=== Dataset records ===
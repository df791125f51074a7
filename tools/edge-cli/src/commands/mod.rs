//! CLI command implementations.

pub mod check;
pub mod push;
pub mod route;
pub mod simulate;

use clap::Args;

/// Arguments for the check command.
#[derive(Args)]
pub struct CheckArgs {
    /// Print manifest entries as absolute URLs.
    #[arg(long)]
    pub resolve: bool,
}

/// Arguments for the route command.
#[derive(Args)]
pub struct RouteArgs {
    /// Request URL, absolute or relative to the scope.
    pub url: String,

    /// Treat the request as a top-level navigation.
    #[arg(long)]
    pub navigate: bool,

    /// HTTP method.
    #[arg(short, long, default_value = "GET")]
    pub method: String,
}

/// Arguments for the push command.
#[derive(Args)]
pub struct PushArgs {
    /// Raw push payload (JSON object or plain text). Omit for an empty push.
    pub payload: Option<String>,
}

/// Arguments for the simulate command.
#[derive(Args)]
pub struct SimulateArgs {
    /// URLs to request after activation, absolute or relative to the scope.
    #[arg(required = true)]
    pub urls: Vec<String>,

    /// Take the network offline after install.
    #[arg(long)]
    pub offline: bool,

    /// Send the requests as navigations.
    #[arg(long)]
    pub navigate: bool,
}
===
=== Dataset records ===
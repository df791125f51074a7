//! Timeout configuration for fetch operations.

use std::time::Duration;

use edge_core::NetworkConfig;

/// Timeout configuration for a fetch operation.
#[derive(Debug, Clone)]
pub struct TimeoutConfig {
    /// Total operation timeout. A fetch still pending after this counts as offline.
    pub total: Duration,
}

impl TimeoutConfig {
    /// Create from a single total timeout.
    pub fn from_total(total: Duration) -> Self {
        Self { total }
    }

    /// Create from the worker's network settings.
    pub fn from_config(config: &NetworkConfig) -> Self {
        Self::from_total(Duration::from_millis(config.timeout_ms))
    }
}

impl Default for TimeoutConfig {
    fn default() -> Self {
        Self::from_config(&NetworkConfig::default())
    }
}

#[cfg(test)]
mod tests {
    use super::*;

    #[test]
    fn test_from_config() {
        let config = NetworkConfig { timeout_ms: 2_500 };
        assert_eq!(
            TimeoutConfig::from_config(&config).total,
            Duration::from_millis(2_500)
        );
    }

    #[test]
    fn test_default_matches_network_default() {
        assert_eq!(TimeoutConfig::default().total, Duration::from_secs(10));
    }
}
===
=== Dataset records ===
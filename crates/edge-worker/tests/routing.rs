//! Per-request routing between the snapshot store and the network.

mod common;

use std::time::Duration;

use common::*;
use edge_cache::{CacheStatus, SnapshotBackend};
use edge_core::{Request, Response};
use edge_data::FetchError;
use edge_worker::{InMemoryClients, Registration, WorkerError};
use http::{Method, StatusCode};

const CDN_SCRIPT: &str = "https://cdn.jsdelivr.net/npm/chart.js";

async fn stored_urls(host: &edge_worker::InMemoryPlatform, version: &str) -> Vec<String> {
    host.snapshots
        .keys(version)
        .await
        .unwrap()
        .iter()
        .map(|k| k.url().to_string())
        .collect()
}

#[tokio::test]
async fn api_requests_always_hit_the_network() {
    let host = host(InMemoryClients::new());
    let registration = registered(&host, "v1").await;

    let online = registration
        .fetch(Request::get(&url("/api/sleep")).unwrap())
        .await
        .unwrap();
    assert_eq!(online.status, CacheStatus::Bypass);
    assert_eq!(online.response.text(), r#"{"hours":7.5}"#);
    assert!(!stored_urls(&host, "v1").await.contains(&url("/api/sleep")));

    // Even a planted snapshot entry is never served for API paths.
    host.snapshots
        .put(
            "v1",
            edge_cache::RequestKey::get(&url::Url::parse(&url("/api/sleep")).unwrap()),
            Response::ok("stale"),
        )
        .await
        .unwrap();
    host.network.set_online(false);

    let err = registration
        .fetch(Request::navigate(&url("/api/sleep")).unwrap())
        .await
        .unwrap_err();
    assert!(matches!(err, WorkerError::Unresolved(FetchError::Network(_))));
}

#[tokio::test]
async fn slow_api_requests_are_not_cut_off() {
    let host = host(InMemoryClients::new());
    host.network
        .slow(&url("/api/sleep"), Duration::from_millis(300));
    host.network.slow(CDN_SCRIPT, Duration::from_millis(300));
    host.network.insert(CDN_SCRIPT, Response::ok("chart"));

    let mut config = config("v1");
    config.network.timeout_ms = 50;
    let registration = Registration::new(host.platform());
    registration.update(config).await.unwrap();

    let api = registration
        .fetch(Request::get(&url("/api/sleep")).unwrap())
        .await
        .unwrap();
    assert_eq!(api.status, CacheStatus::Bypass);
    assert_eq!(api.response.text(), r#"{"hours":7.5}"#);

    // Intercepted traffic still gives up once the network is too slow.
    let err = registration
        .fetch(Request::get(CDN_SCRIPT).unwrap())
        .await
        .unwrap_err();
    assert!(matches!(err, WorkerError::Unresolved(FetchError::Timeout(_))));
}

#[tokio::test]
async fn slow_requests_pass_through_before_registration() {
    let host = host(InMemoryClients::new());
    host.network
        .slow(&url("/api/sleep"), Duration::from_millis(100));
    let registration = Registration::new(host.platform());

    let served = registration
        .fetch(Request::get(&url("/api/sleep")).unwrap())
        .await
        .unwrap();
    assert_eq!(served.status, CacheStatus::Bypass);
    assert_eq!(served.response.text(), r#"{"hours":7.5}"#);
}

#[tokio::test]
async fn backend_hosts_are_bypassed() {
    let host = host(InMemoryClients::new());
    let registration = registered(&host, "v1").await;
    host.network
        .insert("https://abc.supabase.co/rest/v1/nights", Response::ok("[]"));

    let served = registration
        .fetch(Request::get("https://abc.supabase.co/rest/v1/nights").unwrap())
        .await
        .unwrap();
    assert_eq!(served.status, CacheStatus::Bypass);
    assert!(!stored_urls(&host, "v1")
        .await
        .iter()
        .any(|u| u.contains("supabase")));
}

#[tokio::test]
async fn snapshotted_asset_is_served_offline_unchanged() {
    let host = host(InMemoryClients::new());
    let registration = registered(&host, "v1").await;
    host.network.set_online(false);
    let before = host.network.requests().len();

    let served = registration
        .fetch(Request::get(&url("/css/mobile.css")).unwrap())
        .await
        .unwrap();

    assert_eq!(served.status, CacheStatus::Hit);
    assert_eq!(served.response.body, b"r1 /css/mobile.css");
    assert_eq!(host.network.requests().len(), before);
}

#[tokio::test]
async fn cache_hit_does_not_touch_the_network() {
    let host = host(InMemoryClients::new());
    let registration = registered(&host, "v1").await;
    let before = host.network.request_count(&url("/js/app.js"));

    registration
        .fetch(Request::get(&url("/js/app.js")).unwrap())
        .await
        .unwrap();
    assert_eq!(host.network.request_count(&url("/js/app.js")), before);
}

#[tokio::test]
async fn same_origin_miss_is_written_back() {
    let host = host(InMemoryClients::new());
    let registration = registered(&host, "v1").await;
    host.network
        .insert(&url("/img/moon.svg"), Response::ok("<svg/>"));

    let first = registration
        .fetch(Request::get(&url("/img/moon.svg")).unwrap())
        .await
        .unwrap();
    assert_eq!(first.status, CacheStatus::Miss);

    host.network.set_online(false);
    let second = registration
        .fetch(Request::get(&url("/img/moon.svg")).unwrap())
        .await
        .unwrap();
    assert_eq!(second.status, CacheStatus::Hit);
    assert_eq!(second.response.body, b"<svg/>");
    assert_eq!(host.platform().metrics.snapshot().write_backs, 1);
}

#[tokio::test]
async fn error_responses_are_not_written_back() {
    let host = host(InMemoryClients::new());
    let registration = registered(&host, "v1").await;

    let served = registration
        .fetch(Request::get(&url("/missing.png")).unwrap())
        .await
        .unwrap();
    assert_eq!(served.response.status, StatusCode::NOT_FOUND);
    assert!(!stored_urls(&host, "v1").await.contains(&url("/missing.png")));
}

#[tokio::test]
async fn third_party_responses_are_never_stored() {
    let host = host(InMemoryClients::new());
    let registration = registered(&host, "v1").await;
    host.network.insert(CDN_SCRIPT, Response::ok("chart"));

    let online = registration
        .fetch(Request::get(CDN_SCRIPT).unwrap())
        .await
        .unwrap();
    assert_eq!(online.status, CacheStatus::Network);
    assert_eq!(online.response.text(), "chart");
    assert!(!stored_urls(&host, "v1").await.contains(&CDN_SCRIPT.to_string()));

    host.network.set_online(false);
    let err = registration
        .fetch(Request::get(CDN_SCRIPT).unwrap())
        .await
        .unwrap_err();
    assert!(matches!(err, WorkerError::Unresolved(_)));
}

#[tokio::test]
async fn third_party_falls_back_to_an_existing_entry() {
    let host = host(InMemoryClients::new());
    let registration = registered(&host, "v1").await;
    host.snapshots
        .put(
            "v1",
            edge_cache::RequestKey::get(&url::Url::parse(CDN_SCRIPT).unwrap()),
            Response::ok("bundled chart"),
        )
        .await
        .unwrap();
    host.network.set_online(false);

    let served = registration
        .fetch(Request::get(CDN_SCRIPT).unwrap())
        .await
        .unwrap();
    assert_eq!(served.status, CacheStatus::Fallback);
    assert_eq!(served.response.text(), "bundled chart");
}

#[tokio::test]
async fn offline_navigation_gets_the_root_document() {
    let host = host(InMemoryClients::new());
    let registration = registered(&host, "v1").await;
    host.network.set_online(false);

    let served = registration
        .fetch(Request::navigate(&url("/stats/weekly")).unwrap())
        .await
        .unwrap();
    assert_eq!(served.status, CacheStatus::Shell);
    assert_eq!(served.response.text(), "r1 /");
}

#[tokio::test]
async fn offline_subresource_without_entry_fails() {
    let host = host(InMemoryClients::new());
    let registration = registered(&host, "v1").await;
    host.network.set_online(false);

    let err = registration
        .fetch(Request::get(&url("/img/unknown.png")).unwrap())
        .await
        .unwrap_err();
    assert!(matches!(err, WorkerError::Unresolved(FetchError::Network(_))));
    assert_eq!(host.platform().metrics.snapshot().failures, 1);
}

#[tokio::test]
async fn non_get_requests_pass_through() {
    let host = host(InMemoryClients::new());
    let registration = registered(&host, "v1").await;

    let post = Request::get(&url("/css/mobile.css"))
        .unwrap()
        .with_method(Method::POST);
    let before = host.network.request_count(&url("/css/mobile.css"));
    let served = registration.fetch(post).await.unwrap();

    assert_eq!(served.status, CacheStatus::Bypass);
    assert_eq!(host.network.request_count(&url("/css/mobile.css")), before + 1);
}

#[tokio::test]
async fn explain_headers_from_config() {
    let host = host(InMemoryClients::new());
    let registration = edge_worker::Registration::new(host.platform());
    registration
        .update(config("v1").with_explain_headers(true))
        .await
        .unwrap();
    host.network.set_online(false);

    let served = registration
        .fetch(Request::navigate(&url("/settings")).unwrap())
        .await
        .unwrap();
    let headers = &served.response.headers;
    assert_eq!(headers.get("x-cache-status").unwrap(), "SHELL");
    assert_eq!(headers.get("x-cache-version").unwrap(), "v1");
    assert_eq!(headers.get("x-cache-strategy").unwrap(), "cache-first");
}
===
Which of the lines in the data hold the string "payload"? Report each of them by copying it.

    /// Raw push payload (JSON object or plain text). Omit for an empty push.
    pub payload: Option<String>,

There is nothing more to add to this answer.